Nguyen Hien D, Lloyd-Jones Luke R, McLachlan Geoffrey J
School of Mathematics and Physics, University of Queensland, Brisbane, Queensland 4072, Australia
Centre for Neurogenetics and Statistical Genetics, Queensland Brain Institute, University of Queensland, Brisbane, Queensland 4072, Australia
Neural Comput. 2016 Dec;28(12):2585-2593. doi: 10.1162/NECO_a_00892. Epub 2016 Sep 14.
The mixture-of-experts (MoE) model is a popular neural network architecture for nonlinear regression and classification.
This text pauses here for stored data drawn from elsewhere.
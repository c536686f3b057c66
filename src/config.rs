//! Pipeline configuration with sensible defaults.
//!
//! [`PipelineConfig`] controls the scraper worker pool, per-host politeness,
//! retry budgets, content bounds, ranking and synthesis limits, and the
//! response cache. The defaults are tuned for reliable, polite scraping.

use std::time::Duration;

use crate::error::PipelineError;
use crate::types::RequestOptions;

/// Configuration for the research pipeline.
///
/// Use [`Default::default()`] for sensible defaults, or construct with
/// field overrides for custom behaviour.
#[derive(Debug, Clone)]
pub struct PipelineConfig {
    /// Scraper worker-pool size; also the global in-flight fetch cap.
    pub max_concurrent_requests: usize,
    /// Simultaneous in-flight requests allowed per hostname.
    pub per_host_concurrency: usize,
    /// Minimum delay between successive requests to the same host.
    pub request_delay: Duration,
    /// Per-task retry ceiling for transient fetch failures.
    pub max_retries: u32,
    /// Base delay for exponential retry backoff.
    pub retry_backoff: Duration,
    /// Per-attempt fetch deadline.
    pub fetch_timeout: Duration,
    /// Whole-scrape deadline; outstanding tasks are cancelled when it fires.
    pub operation_timeout: Duration,
    /// Lower acceptance bound for extracted document text, in characters.
    pub min_content_length: usize,
    /// Upper acceptance bound for extracted document text, in characters.
    pub max_content_length: usize,
    /// Result cap passed to the search and news providers.
    pub search_results_limit: usize,
    /// Total attempts against the search/news API before giving up.
    pub provider_max_attempts: u32,
    /// Base delay for exponential provider backoff.
    pub provider_backoff: Duration,
    /// Documents retained after ranking.
    pub top_k: usize,
    /// Synthesizer prompt character budget.
    pub max_prompt_chars: usize,
    /// Whether the response cache is consulted and populated.
    pub cache_enabled: bool,
    /// Lifetime of a cached response envelope.
    pub cache_ttl: Duration,
    /// Maximum number of cached envelopes.
    pub cache_capacity: u64,
    /// Custom User-Agent string. If `None`, rotates through a built-in list
    /// of realistic browser User-Agents.
    pub user_agent: Option<String>,
    /// Whether robots.txt is fetched and honoured before scraping a host.
    pub respect_robots: bool,
}

impl Default for PipelineConfig {
    fn default() -> Self {
        Self {
            max_concurrent_requests: 5,
            per_host_concurrency: 1,
            request_delay: Duration::from_millis(500),
            max_retries: 2,
            retry_backoff: Duration::from_millis(250),
            fetch_timeout: Duration::from_secs(10),
            operation_timeout: Duration::from_secs(60),
            min_content_length: 200,
            max_content_length: 100_000,
            search_results_limit: 10,
            provider_max_attempts: 3,
            provider_backoff: Duration::from_millis(250),
            top_k: 5,
            max_prompt_chars: 8_000,
            cache_enabled: true,
            cache_ttl: Duration::from_secs(3600),
            cache_capacity: 100,
            user_agent: None,
            respect_robots: true,
        }
    }
}

impl PipelineConfig {
    /// Validates this configuration, returning an error if any field is invalid.
    ///
    /// Checks:
    /// - `max_concurrent_requests` must be greater than 0
    /// - `per_host_concurrency` must be greater than 0
    /// - `fetch_timeout` and `operation_timeout` must be non-zero
    /// - `search_results_limit` and `top_k` must be greater than 0
    /// - `min_content_length` must be <= `max_content_length`
    pub fn validate(&self) -> Result<(), PipelineError> {
        if self.max_concurrent_requests == 0 {
            return Err(PipelineError::Config(
                "max_concurrent_requests must be greater than 0".into(),
            ));
        }
        if self.per_host_concurrency == 0 {
            return Err(PipelineError::Config(
                "per_host_concurrency must be greater than 0".into(),
            ));
        }
        if self.fetch_timeout.is_zero() {
            return Err(PipelineError::Config(
                "fetch_timeout must be non-zero".into(),
            ));
        }
        if self.operation_timeout.is_zero() {
            return Err(PipelineError::Config(
                "operation_timeout must be non-zero".into(),
            ));
        }
        if self.search_results_limit == 0 {
            return Err(PipelineError::Config(
                "search_results_limit must be greater than 0".into(),
            ));
        }
        if self.top_k == 0 {
            return Err(PipelineError::Config("top_k must be greater than 0".into()));
        }
        if self.min_content_length > self.max_content_length {
            return Err(PipelineError::Config(
                "min_content_length must be <= max_content_length".into(),
            ));
        }
        Ok(())
    }

    /// Effective provider result cap after per-request overrides.
    pub fn effective_results_limit(&self, options: &RequestOptions) -> usize {
        options
            .search_results_limit
            .filter(|&limit| limit > 0)
            .unwrap_or(self.search_results_limit)
    }

    /// Effective ranking cut-off after per-request overrides.
    pub fn effective_top_k(&self, options: &RequestOptions) -> usize {
        options.top_k.filter(|&k| k > 0).unwrap_or(self.top_k)
    }
}

#[cfg(test)]
mod tests {
    use super::*;

    #[test]
    fn default_config_has_sensible_values() {
        let config = PipelineConfig::default();
        assert_eq!(config.max_concurrent_requests, 5);
        assert_eq!(config.per_host_concurrency, 1);
        assert_eq!(config.max_retries, 2);
        assert_eq!(config.search_results_limit, 10);
        assert_eq!(config.top_k, 5);
        assert!(config.cache_enabled);
        assert_eq!(config.cache_ttl, Duration::from_secs(3600));
        assert!(config.user_agent.is_none());
        assert!(config.respect_robots);
    }

    #[test]
    fn valid_config_passes_validation() {
        assert!(PipelineConfig::default().validate().is_ok());
    }

    #[test]
    fn zero_pool_size_rejected() {
        let config = PipelineConfig {
            max_concurrent_requests: 0,
            ..Default::default()
        };
        let err = config.validate().unwrap_err();
        assert!(err.to_string().contains("max_concurrent_requests"));
    }

    #[test]
    fn zero_per_host_concurrency_rejected() {
        let config = PipelineConfig {
            per_host_concurrency: 0,
            ..Default::default()
        };
        assert!(config.validate().is_err());
    }

    #[test]
    fn zero_fetch_timeout_rejected() {
        let config = PipelineConfig {
            fetch_timeout: Duration::ZERO,
            ..Default::default()
        };
        let err = config.validate().unwrap_err();
        assert!(err.to_string().contains("fetch_timeout"));
    }

    #[test]
    fn zero_top_k_rejected() {
        let config = PipelineConfig {
            top_k: 0,
            ..Default::default()
        };
        let err = config.validate().unwrap_err();
        assert!(err.to_string().contains("top_k"));
    }

    #[test]
    fn inverted_content_bounds_rejected() {
        let config = PipelineConfig {
            min_content_length: 5_000,
            max_content_length: 1_000,
            ..Default::default()
        };
        let err = config.validate().unwrap_err();
        assert!(err.to_string().contains("min_content_length"));
    }

    #[test]
    fn request_overrides_apply() {
        let config = PipelineConfig::default();
        let options = RequestOptions {
            search_results_limit: Some(3),
            top_k: Some(2),
            include_content: None,
        };
        assert_eq!(config.effective_results_limit(&options), 3);
        assert_eq!(config.effective_top_k(&options), 2);
    }

    #[test]
    fn zero_valued_overrides_ignored() {
        let config = PipelineConfig::default();
        let options = RequestOptions {
            search_results_limit: Some(0),
            top_k: Some(0),
            include_content: None,
        };
        assert_eq!(config.effective_results_limit(&options), 10);
        assert_eq!(config.effective_top_k(&options), 5);
    }

    #[test]
    fn no_overrides_fall_back_to_config() {
        let config = PipelineConfig {
            search_results_limit: 7,
            ..Default::default()
        };
        assert_eq!(
            config.effective_results_limit(&RequestOptions::default()),
            7
        );
    }
}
The class of MoE mean functions is known to be uniformly convergent to any unknown target function, assuming that the target function is from a Sobolev space that is sufficiently differentiable and that the domain of estimation is a compact unit hypercube. We provide an alternative result, which shows that the class of MoE mean functions is dense in the class of all continuous functions over arbitrary compact domains of estimation. Our result can be viewed as a universal approximation theorem for MoE models. The theorem we present allows MoE users to be confident in applying such models for estimation when data arise from nonlinear and nondifferentiable generative processes.
专家混合(MoE)模型是一种用于非线性回归和分类的流行神经网络架构。已知MoE均值函数类在假设目标函数来自充分可微的Sobolev空间且估计域为紧致单位超立方体的情况下,能一致收敛到任何未知目标函数。我们给出了一个替代结果,表明MoE均值函数类在任意紧致估计域上的所有连续函数类中是稠密的。我们的结果可被视为MoE模型的一个通用逼近定理。我们提出的定理使MoE的使用者在数据来自非线性和不可微生成过程时,能够放心地将此类模型用于估计。